I figured with my singing ability and the extra syllables here and there, no one would know where it came from.  Here's part of what I did compared to the lyrics of the original song.  I think I need another week to get this working.   But it's as far as I got before class.


March 14, 1929 Rome
Einstein got a letter
from the Mayor of Ulm
On the fourteenth of March
Nineteen Twenty nine
It wished him a happy
Fiftieth  Birthday
They gave him a street
on which kids could play.

Ulm was his birthplace
Ulm was his past
Ulm was the city
That’d he’d return to last.
We pulled into Rome
With blood in our eyes
After days of travelin'
Months of lies
Taking our various
Turns at the wheel
Taking booze
And pot and cigarettes. . .

Rome was a bust
Rome was a scream
Rome was the final
Rapid eye movement
To this dream

The Rome link gets you to the song so you can hear how it goes.

My last lines, which I left out here, just never could capture the Einstein quote.  Again, I need to find a totally different way to say it.

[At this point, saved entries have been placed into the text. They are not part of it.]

//! Conversion transport port
//!
//! Defines the single HTTP primitive the conversion workflow needs. Adapters
//! live in the infrastructure layer (reqwest) and in tests (in-memory).

use async_trait::async_trait;
use thiserror::Error;

/// Errors where no HTTP response was received
#[derive(Error, Debug, Clone, PartialEq, Eq)]
pub enum TransportError {
    #[error("Connection error: {0}")]
    ConnectionError(String),

    #[error("Timeout")]
    Timeout,

    #[error("Failed to read response body: {0}")]
    BodyError(String),

    #[error("Other error: {0}")]
    Other(String),
}

/// An outbound JSON POST
#[derive(Debug, Clone, PartialEq, Eq)]
pub struct TransportRequest {
    pub endpoint: String,
    /// Sent as the `X-API-Key` header
    pub api_key: String,
    /// Serialized JSON body
    pub body: String,
}

/// A received HTTP response with its full body read as text
#[derive(Debug, Clone, PartialEq, Eq)]
pub struct TransportResponse {
    pub status: u16,
    pub body: String,
}

impl TransportResponse {
    pub fn new(status: u16, body: impl Into<String>) -> Self {
        Self {
            status,
            body: body.into(),
        }
    }
}

/// HTTP client for the conversion service
#[async_trait]
pub trait ConversionTransport: Send + Sync {
    /// POST `request.body` with `Content-Type: application/json` and `X-API-Key`.
    ///
    /// Any HTTP status is a successful return; only transport failures are errors.
    async fn post_json(
        &self,
        request: &TransportRequest,
    ) -> Result<TransportResponse, TransportError>;
}
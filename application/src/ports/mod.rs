//! Port definitions (interfaces for external adapters)
//!
//! Ports define the contracts that infrastructure adapters must implement.

pub mod clipboard;
pub mod conversion_transport;
pub mod document_source;
pub mod link_opener;
pub mod preferences_store;
pub mod preview_surface;
//! Application-level configuration.
//!
//! - [`ServiceParams`]: conversion endpoint and request timeout

pub mod service_params;

pub use service_params::{DEFAULT_ENDPOINT, DEFAULT_TIMEOUT, ServiceParams};
//! HTML file preview surface
//!
//! Renders converted HTML into a standalone page on disk that can be kept
//! open in a browser, and prints notices to the terminal.

use super::text::html_to_text;
use crate::output::console::ConsoleFormatter;
use md2wechat_application::{NoticeLevel, PreviewSurface};
use std::path::{Path, PathBuf};
use std::sync::Mutex;
use tracing::warn;

/// Placeholder shown before the first successful conversion
const PLACEHOLDER: &str = r#"<div class="md2wechat-placeholder">
  <h3>WeChat article preview</h3>
  <p>Convert a markdown document to see the styled result here.</p>
  <ol>
    <li>Run <code>md2wechat preview &lt;FILE&gt;</code></li>
    <li>Adjust the theme with <code>:theme</code> or <code>:font</code></li>
    <li>Copy the result with <code>:copy</code> and paste it into the editor</li>
  </ol>
</div>"#;

const SCROLL_TO_TOP: &str = "<script>window.scrollTo(0, 0);</script>";

/// Preview surface writing a standalone HTML page
pub struct HtmlFilePreview {
    path: PathBuf,
    /// Content currently on the page
    content: Mutex<String>,
    quiet: bool,
}

impl HtmlFilePreview {
    /// Create the surface and write the placeholder page
    pub fn open(path: impl Into<PathBuf>) -> Self {
        let surface = Self {
            path: path.into(),
            content: Mutex::new(PLACEHOLDER.to_string()),
            quiet: false,
        };
        surface.write_page(PLACEHOLDER, false);
        surface
    }

    /// Suppress info and success notices (errors are always shown)
    pub fn with_quiet(mut self, quiet: bool) -> Self {
        self.quiet = quiet;
        self
    }

    pub fn path(&self) -> &Path {
        &self.path
    }

    /// Build the full page around `content`
    pub fn page(content: &str, scroll_to_top: bool) -> String {
        format!(
            "<!DOCTYPE html>\n<html>\n<head>\n<meta charset=\"utf-8\">\n<title>md2wechat preview</title>\n</head>\n<body>\n<a id=\"top\"></a>\n<div class=\"md2wechat-content-area\">\n{}\n</div>\n{}</body>\n</html>\n",
            content,
            if scroll_to_top { SCROLL_TO_TOP } else { "" }
        )
    }

    fn write_page(&self, content: &str, scroll_to_top: bool) {
        if let Some(parent) = self.path.parent()
            && !parent.as_os_str().is_empty()
            && let Err(e) = std::fs::create_dir_all(parent)
        {
            warn!("Could not create preview directory {}: {}", parent.display(), e);
            return;
        }
        if let Err(e) = std::fs::write(&self.path, Self::page(content, scroll_to_top)) {
            warn!("Could not write preview file {}: {}", self.path.display(), e);
        }
    }
}

impl PreviewSurface for HtmlFilePreview {
    fn render_html(&self, html: &str) {
        let mut content = self
            .content
            .lock()
            .unwrap_or_else(std::sync::PoisonError::into_inner);
        *content = html.to_string();
        self.write_page(html, false);
    }

    fn reset_scroll(&self) {
        let content = self
            .content
            .lock()
            .unwrap_or_else(std::sync::PoisonError::into_inner);
        self.write_page(&content, true);
    }

    fn notify(&self, level: NoticeLevel, message: &str) {
        if self.quiet && level != NoticeLevel::Error {
            return;
        }
        eprintln!("{}", ConsoleFormatter::notice(level, message));
    }

    fn text_content(&self, html: &str) -> String {
        html_to_text(html)
    }
}
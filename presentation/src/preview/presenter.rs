//! Preview presenter
//!
//! Owns what the preview surface currently shows and which source text
//! produced it, and keeps it in sync with the user's preferences.
//!
//! # Overlapping conversions
//!
//! The most recent request wins. Every conversion started through the
//! presenter takes a generation ticket and cancels the request before it.
//! A result that arrives with an outdated ticket is dropped without touching
//! the surface or the state.
//!
//! A preference change during a user-initiated conversion takes that
//! conversion over. It reconverts the pending text rather than the last
//! displayed one, and reports the outcome like the user request would have.
//!
//! # Notices
//!
//! User-initiated conversions ([`PreviewPresenter::convert_and_show`]) report
//! every failure. Reconversions triggered by a preference change
//! ([`PreviewPresenter::on_preference_changed`]) are silent.

use md2wechat_application::{
    ConvertDocumentUseCase, CopyContentUseCase, CopyError, CopyOutcome, NoticeLevel,
    PreviewSurface,
};
use md2wechat_domain::{
    ConversionError, ConversionResult, ConvertedHtml, Preferences, PreviewState,
};
use std::sync::atomic::{AtomicU64, Ordering};
use std::sync::{Arc, Mutex, MutexGuard, PoisonError};
use tokio_util::sync::CancellationToken;
use tracing::debug;

/// What happened to one conversion routed through the presenter
#[derive(Debug, Clone, PartialEq, Eq)]
pub enum Presentation {
    /// New HTML is on the surface
    Displayed,
    /// The conversion failed; the surface is unchanged
    Failed(ConversionError),
    /// A newer conversion started before this one finished
    Superseded,
    /// Nothing to reconvert
    Skipped,
}

/// Conversion currently waiting on the service
struct InFlight {
    cancel: CancellationToken,
    /// Text of a user-initiated conversion not yet displayed
    user_source: Option<String>,
}

/// Presenter for a single preview pane
pub struct PreviewPresenter {
    workflow: ConvertDocumentUseCase,
    surface: Arc<dyn PreviewSurface>,
    state: Mutex<PreviewState>,
    generation: AtomicU64,
    in_flight: Mutex<Option<InFlight>>,
}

I also tried to throw my inhibitions to the draft and just sing.  Just as I'm doing here posting these lyrics on the blog.  This is a learning activity right?  The only lines that really work for me are the first two.  The rest need lots of massaging.  I stuck in the Ulm lines after listening to the Rome lines and I think musically, that worked best.  Clearly I have to toss the date altogether, it's just too clunky, and rely on it being the title.  But I guess that's part of the evolution of a song.

Dan asked if I played guitar, then pulled out his and gave me the perfect back up; that helped a lot.  Did he know what I was doing?

I did explain how I got to this point and read the class enough of the Einstein article to understand what I was trying to convey.

I asked Dan during the break if he had any idea what original song was my crutch.   He didn't and when I told him, he more or less congratulated me on a successful steal, "If I couldn't tell, no one else could."  I suspect that means I was so bad, there was no resemblance at all, but I'll humor myself. 

Musically,  mine was the shakiest.  The others in there are real musicians.  But they were kind, and I got credit for being the only one who found a way to use the numbers from the fortunes for the song.  Others were amazing, among them one who used a plastic cup and her hand for great backup percussion. 

Saturday, some of the members of the workshop (not me, I assure you) will present their songs at 2pm at Out North.  It's a pay what you like donation.  There are some gifted folks in the class and it should be fun.  I'm feeling a little like George Plimpton.



We had a series of interesting new exercises, including a group activity as you can see from the pictures.  I've got homework for tomorrow, plus my Chinese class meets again on Thursday.  So good night.